Development of quantum and interband cascade lasers on silicon (Conference Presentation)

Abstract

We are developing midwave infrared (mid-IR) quantum cascade lasers (QCLs) and interband cascade lasers (ICLs) bonded to silicon. The heterogeneous integration of mid-IR photonic devices with silicon promises to enable low-cost, compact sensing and detection capabilities that are compatible with existing silicon photonic and electronic technologies. The first Fabry-Perot QCLs on silicon were bonded to pre-patterned silicon-on-nitride-on-insulator (SONOI) substrates.

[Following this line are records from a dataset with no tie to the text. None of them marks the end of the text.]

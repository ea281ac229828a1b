//! # partwise
//!
//! A concurrent table-partitioning manager: one logical table split into
//! many physical partitions by value range or by hash, with structural
//! changes (create/split/merge/attach/drop) serialized per parent, routed
//! DML that never blocks other readers, and a background worker that moves
//! rows out of an unpartitioned parent without taking it offline.
//!
//! ## Quick start
//!
//! ```
//! use partwise_core::api::PartitionManager;
//! use partwise_core::types::KeyValue;
//! use serde_json::json;
//!
//! let manager = PartitionManager::in_memory().unwrap();
//! manager.create_table("events").unwrap();
//!
//! // Five range partitions of width 10 starting at 0.
//! manager
//!     .create_range_partitions("events", "id", KeyValue::Int(0), 10, Some(5), true)
//!     .unwrap();
//!
//! // Inserts route by the partition key; a key past current coverage
//! // auto-creates the missing partition.
//! manager.insert("events", json!({"id": 7, "kind": "click"})).unwrap();
//! manager.insert("events", json!({"id": 55, "kind": "view"})).unwrap();
//!
//! assert_eq!(manager.partition_list(Some("events")).unwrap().len(), 6);
//! assert_eq!(manager.count("events").unwrap(), 2);
//! ```

pub mod api;
pub mod cache;
pub mod callback;
pub mod catalog;
pub mod config;
pub mod ddl;
pub mod encoding;
pub mod engine;
pub mod error;
pub mod lock;
pub mod migration;
pub mod routing;
pub mod types;
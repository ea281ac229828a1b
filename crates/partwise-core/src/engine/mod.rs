//! Host-engine surface: the transactional row store the partition manager
//! embeds into.
//!
//! The manager never assumes a concrete storage engine; it states its
//! requirements as the [`RelationReader`] trait (shared by transactions and
//! read snapshots) and mutation methods on the transaction type. The crate
//! ships one implementation, [`memory::MemoryEngine`], an in-memory engine
//! with single-writer transactions and O(1) snapshot isolation.

pub mod memory;

use serde::{Deserialize, Serialize};

use crate::error::Result;
use crate::types::{RelationId, RowId, TxnId};

pub use memory::{MemoryEngine, Snapshot, Transaction};

/// Metadata of one relation (a table or a partition).
#[derive(Debug, Clone, PartialEq, Eq, Serialize, Deserialize)]
pub struct RelationMeta {
    pub id: RelationId,
    pub name: String,
    pub tablespace: Option<String>,
    pub is_foreign: bool,
}

/// A stored row: its id, the transaction that last wrote it, and the
/// document payload.
#[derive(Debug, Clone, PartialEq)]
pub struct StoredRow {
    pub row_id: RowId,
    pub version: TxnId,
    pub doc: serde_json::Value,
}

/// Read surface shared by transactions (over their staged state) and
/// snapshots (over committed state). All accessors return owned values so
/// callers can keep reading while they stage mutations.
pub trait RelationReader {
    /// Relation metadata by id.
    fn relation(&self, id: RelationId) -> Result<RelationMeta>;

    /// Relation metadata by name, `None` if no such relation.
    fn relation_by_name(&self, name: &str) -> Option<RelationMeta>;

    /// Exact row fetch by full row key.
    fn get_row(&self, relation: RelationId, key: &[u8]) -> Result<Option<StoredRow>>;

    /// Ordered scan of a relation (by encoded key, then row id), optionally
    /// bounded to the first `limit` rows.
    fn scan(&self, relation: RelationId, limit: Option<usize>)
    -> Result<Vec<(Vec<u8>, StoredRow)>>;

    /// Ordered scan of the rows whose row key starts with `prefix`.
    fn scan_prefix(&self, relation: RelationId, prefix: &[u8])
    -> Result<Vec<(Vec<u8>, StoredRow)>>;

    /// Number of rows stored in the relation.
    fn row_count(&self, relation: RelationId) -> Result<usize>;
}
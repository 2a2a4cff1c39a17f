pub mod common;
use common::*;

type Result<T> = std::result::Result<(), shrivel::check::Error<T, bool>>;

macro_rules! tests {
    ($t:ident, [$($m:ident),*]) => {
        mod $t {
            use super::*;

            #[test]
            fn samples_have_count() {
                for count in 0..64 {
                    assert_eq!(number::<$t>().samples(count).len(), count);
                }
            }

            #[test]
            fn is_in_range() -> Result<($t, $t, $t)> {
                (number::<$t>(), number::<$t>())
                    .map(|(low, high)| (low.min(high), low.max(high)))
                    .flat_map(|(low, high)| {
                        ((low..=high).generator(), same(low), same(high))
                    })
                    .check(COUNT, |&(value, low, high)| value >= low && value <= high)
            }

            #[test]
            fn is_positive() -> Result<$t> {
                positive::<$t>().check(COUNT, |&value| value >= 0 as $t)
            }

            $($m!($t);)*
        }
    };
}

macro_rules! tests_signed {
    ($t:ident) => {
        #[test]
        fn is_negative() -> Result<$t> {
            negative::<$t>().check(COUNT, |&value| value <= 0 as $t)
        }
    };
}

macro_rules! tests_integer {
    ($t:ident) => {
        #[test]
        fn shrinks_to_the_smallest_failing_value() {
            let mut count = COUNT;
            let error = number::<$t>()
                .check(COUNT, |_| {
                    count = count.saturating_sub(1);
                    count > 0
                })
                .unwrap_err();
            assert_eq!(0 as $t, *error.shrunk());
        }
    };
}

tests!(u8, [tests_integer]);
tests!(u16, [tests_integer]);
tests!(u32, [tests_integer]);
tests!(u64, [tests_integer]);
tests!(i8, [tests_integer, tests_signed]);
tests!(i16, [tests_integer, tests_signed]);
tests!(i32, [tests_integer, tests_signed]);
tests!(i64, [tests_integer, tests_signed]);

mod floating {
    use super::*;

    #[test]
    fn is_finite() -> Result<f64> {
        number::<f64>().check(COUNT, |&value| value.is_finite())
    }

    #[test]
    fn is_in_range() -> Result<f32> {
        (1.0f32..=9.0).generator().check(COUNT, |&value| (1.0..=9.0).contains(&value))
    }
}

mod character {
    use super::*;

    #[test]
    fn is_in_range() -> Result<char> {
        ('a'..='z')
            .generator()
            .check(COUNT, |&value| ('a'..='z').contains(&value))
    }

    #[test]
    fn letters_are_alphabetic() -> Result<char> {
        letter().check(COUNT, |&value| value.is_ascii_alphabetic())
    }

    #[test]
    fn digits_are_numeric() -> Result<char> {
        digit().check(COUNT, |&value| value.is_ascii_digit())
    }

    #[test]
    fn ascii_stays_ascii() -> Result<char> {
        ascii().check(COUNT, |&value| value.is_ascii())
    }
}
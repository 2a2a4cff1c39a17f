use crate::{
    distance::Distance,
    edges::Edges,
    generate::Generate,
    shrink::{Candidates, Shrink},
    state::State,
};
use core::any::Any;

/// A type-erased generator, for storing differently-typed generators of the
/// same item type together.
pub struct Generator<I> {
    inner: Box<dyn Any>,
    generate: fn(&dyn Any, &mut State) -> Shrinker<I>,
    edges: fn(&dyn Any) -> Edges<Shrinker<I>>,
    constant: fn(&dyn Any) -> bool,
}

pub struct Shrinker<I> {
    inner: Box<dyn Any>,
    clone: fn(&dyn Any) -> Box<dyn Any>,
    item: fn(&dyn Any) -> I,
    distance: fn(&dyn Any) -> Distance,
    shrink: fn(&dyn Any) -> Candidates<Shrinker<I>>,
}

impl<I: 'static> Generator<I> {
    pub(crate) fn new<G: Generate<Item = I> + 'static>(generator: G) -> Self {
        Self {
            inner: Box::new(generator),
            generate: |inner, state| {
                Shrinker::new(inner.downcast_ref::<G>().unwrap().generate(state))
            },
            edges: |inner| {
                inner
                    .downcast_ref::<G>()
                    .unwrap()
                    .edges()
                    .transform(|shrinker| Shrinker::new(shrinker))
            },
            constant: |inner| inner.downcast_ref::<G>().unwrap().constant(),
        }
    }
}

impl<I: 'static> Generate for Generator<I> {
    type Item = I;
    type Shrink = Shrinker<I>;

    fn generate(&self, state: &mut State) -> Self::Shrink {
        (self.generate)(self.inner.as_ref(), state)
    }

    fn edges(&self) -> Edges<Self::Shrink> {
        (self.edges)(self.inner.as_ref())
    }

    fn constant(&self) -> bool {
        (self.constant)(self.inner.as_ref())
    }
}

impl<I: 'static> Shrinker<I> {
    pub(crate) fn new<S: Shrink<Item = I>>(shrinker: S) -> Self {
        Self {
            inner: Box::new(shrinker),
            clone: |inner| Box::new(inner.downcast_ref::<S>().unwrap().clone()),
            item: |inner| inner.downcast_ref::<S>().unwrap().item(),
            distance: |inner| inner.downcast_ref::<S>().unwrap().distance(),
            shrink: |inner| {
                Box::new(
                    inner
                        .downcast_ref::<S>()
                        .unwrap()
                        .shrink()
                        .map(Shrinker::new),
                )
            },
        }
    }
}

impl<I> Clone for Shrinker<I> {
    fn clone(&self) -> Self {
        Self {
            inner: (self.clone)(self.inner.as_ref()),
            clone: self.clone,
            item: self.item,
            distance: self.distance,
            shrink: self.shrink,
        }
    }
}

impl<I: 'static> Shrink for Shrinker<I> {
    type Item = I;

    fn item(&self) -> Self::Item {
        (self.item)(self.inner.as_ref())
    }

    fn distance(&self) -> Distance {
        (self.distance)(self.inner.as_ref())
    }

    fn shrink(&self) -> Candidates<Self> {
        (self.shrink)(self.inner.as_ref())
    }
}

Lateral tapers in the III-V mesas transferred the optical mode from the hybrid III-V/Si active region into the passive silicon waveguides, with feedback provided by reflections from both the III-V tapers and the polished passive silicon facets. Lasing was observed at   4.8 m with threshold current densities as low as 1.6 kA/cm2 when operated in pulsed mode at T = 20 oC. The first mid-IR DFB lasers integrated on silicon employed gratings patterned into the silicon waveguides before bonding. Over 200 mW of pulsed power was generated at room temperature, and operated to 100 °C with T0 = 199 K. Threshold current densities were measured below 1 kA/cm2.The grating imposed considerable wavelength selectivity and 22 nm of thermal tuning, even though the emission was not spectrally pure. Ongoing research focuses on flip-chip bonding to improve heat sinking for continuous-wave operation, and arrayed waveguide gratings for beam combining. ICLs have also been bonded to silicon and the GaSb substrate has been chemically removed with an InAsSb etch-stop layer. Tapered ICL ridges designed for lasing in a hybrid III-V/Si mode have been processed above passive silicon waveguides patterned on SOI. A goal is to combine the power generated by arrays of QCLs and ICLs residing on the same chip into a single, high-quality output beam.